Some important properties of these swept lasers are the sweep rate (which, along with the data acquisition electronics, can determine the imaging rate), the central wavelength (which influences the return signal by how well the scattering works), the optical bandwidth (which influences the depth resolution), and, of course, the cost. There are a number of ways in which the frequency sweeping can be done, including gratings with scanning mirrors, tunable Fabry-Perot filters, or MEMS scanning filters. Semiconductor optical amplifiers (SOAs) are the typical gain medium, as they can provide the necessary wide bandwidth, and different materials can provide the variety of central wavelengths needed for different applications. The session also included a couple of examples of impressive work in which entire OCT scanning laser sources, including SOA, wavelength scanner, and other needed optics, are contained in a single compact butterfly package.
Schematic and SEM images of micropillar whispering gallery mode laser that pumps a coupled quantum dot and microcavity resonator (Hopfmann et al., presented at CLEO, 2013).
I also had the pleasure of seeing a number of talks on single photon sources. There were too many talks on this topic for me to completely cover here, but I’ll quickly summarize a few. One talk discussed the use of amplitude modulation to filter out multi-photon events from a quantum dot and create a single photon source. Another explained how duty cycle modulation in periodically poled nonlinear optical crystals can be used to create Gaussian-shaped phase matching and realize heralded single photons with 97% spectral purity. There were also a number of presentations on the use of quantum dots for quantum optics, including one that described the use of a whispering gallery mode micropillar laser pumping other micropillar cavities coupled to a quantum dot for cavity quantum electrodynamics on a single chip.

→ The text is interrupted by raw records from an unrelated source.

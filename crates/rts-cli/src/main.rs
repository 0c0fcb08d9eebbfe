use std::{fs, path::Path, path::PathBuf};

use anyhow::{Context, Result};
use clap::{Parser, Subcommand};
use rts_core::{ClockSync, Observation, Pt3};
use rts_pipeline::{CalibrationConfig, CalibrationService, MemoryStore};
use serde::Serialize;

/// Calibration CLI for robotic total stations.
#[derive(Debug, Parser)]
#[command(author, version, about = "Robotic total station calibration")]
struct Args {
    /// Path to the JSON dataset with stations and jobs.
    #[arg(long)]
    dataset: PathBuf,

    /// Optional path to JSON CalibrationConfig. Defaults are used if omitted.
    #[arg(long)]
    config: Option<PathBuf>,

    /// Save updated station settings back into the dataset file.
    #[arg(long)]
    write_back: bool,

    #[command(subcommand)]
    command: Command,
}

#[derive(Debug, Subcommand)]
enum Command {
    /// Estimate the internal delay from a job scanning a sphere.
    InternalDelay {
        #[arg(long)]
        job: u64,
    },
    /// Align the station of a job onto the station of a reference job.
    Align {
        #[arg(long)]
        reference_job: u64,
        #[arg(long)]
        job: u64,
    },
    /// Print the corrected observations and positions of a job.
    Corrected {
        #[arg(long)]
        job: u64,
    },
}

#[derive(Debug, Serialize)]
struct CorrectedOutput {
    job_id: u64,
    clock: ClockSync,
    delay_iterations: usize,
    observations: Vec<Observation>,
    /// Target positions in the station's frame.
    positions: Vec<Pt3>,
}

fn load_config(path: Option<&Path>) -> Result<CalibrationConfig> {
    match path {
        Some(path) => {
            let data = fs::read_to_string(path)
                .with_context(|| format!("failed to read config {}", path.display()))?;
            serde_json::from_str(&data).with_context(|| format!("invalid config {}", path.display()))
        }
        None => Ok(CalibrationConfig::default()),
    }
}

fn run(args: &Args) -> Result<String> {
    let mut store = MemoryStore::load(&args.dataset)?;
    let config = load_config(args.config.as_deref())?;
    let mut service = CalibrationService::new(&mut store, config);

    let json = match args.command {
        Command::InternalDelay { job } => {
            serde_json::to_string_pretty(&service.estimate_internal_delay(job)?)?
        }
        Command::Align { reference_job, job } => {
            serde_json::to_string_pretty(&service.estimate_alignment(reference_job, job)?)?
        }
        Command::Corrected { job } => {
            let corrected = service.corrected_observations(job)?;
            let positions = service.corrected_positions(job)?;
            serde_json::to_string_pretty(&CorrectedOutput {
                job_id: job,
                clock: corrected.clock,
                delay_iterations: corrected.delay.iterations,
                observations: corrected.observations.to_observations(),
                positions,
            })?
        }
    };

    if args.write_back {
        store.save(&args.dataset)?;
    }
    Ok(json)
}

fn main() {
    if let Err(err) = try_main() {
        eprintln!("error: {err:#}");
        std::process::exit(1);
    }
}

fn try_main() -> Result<()> {
    let args = Args::parse();
    let json = run(&args)?;
    println!("{json}");
    Ok(())
}
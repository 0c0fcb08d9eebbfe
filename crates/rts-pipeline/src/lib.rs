//! Calibration workflows for robotic total stations.
//!
//! [`CalibrationService`] reads jobs and station settings through the
//! [`MeasurementStore`] and [`StationRegistry`] traits, runs the adjustments
//! of `rts-adjust` and writes the results back to the registry.
//!
//! ```no_run
//! use rts_pipeline::{CalibrationConfig, CalibrationService, MemoryStore};
//! use std::path::Path;
//!
//! # fn main() -> anyhow::Result<()> {
//! let mut store = MemoryStore::load(Path::new("dataset.json"))?;
//! let mut service = CalibrationService::new(&mut store, CalibrationConfig::default());
//! let report = service.estimate_internal_delay(1)?;
//! println!("internal delay: {:.3} ms", report.time_shift * 1e3);
//! # Ok(())
//! # }
//! ```

pub mod config;
pub mod memory;
pub mod service;
pub mod store;

pub use config::{AlignmentConfig, CalibrationConfig, InternalDelayConfig};
pub use memory::{JobRecord, MemoryStore, StationRecord};
pub use service::{
    compose_pose, AdjustmentSummary, AlignmentReport, CalibrationService, CorrectedObservations,
    InternalDelayReport,
};
pub use store::{Job, JobId, MeasurementStore, StationId, StationRegistry, StationSettings};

My first day here at CLEO closed with an excellent talk by Prof. Federico Capasso on quantum cascade lasers (QCLs). His presentation primarily focused on a number of strategies to create QCLs with high power/brightness and wavelength agility. He described how distributed feedback (DFB) structures have been used to make single wavelength structures, which are then combined into arrays to make a broadband multi-wavelength source. In order to increase the output power, a tapered amplifier is included to create a master oscillator power amplifier (MOPA) configuration. As an alternative to the MOPA, a tapered laser has also been demonstrated with a distributed Bragg reflector (DBR) to provide the needed wavelength stabilization. All of these methods are working towards the goal of creating a broad bandwidth, high power and brightness, mid-IR laser that is very compact.
And that concludes my first day at CLEO. Now I need to give my brain a rest before I stuff it full of information in tomorrow’s sessions. I hope it can handle it!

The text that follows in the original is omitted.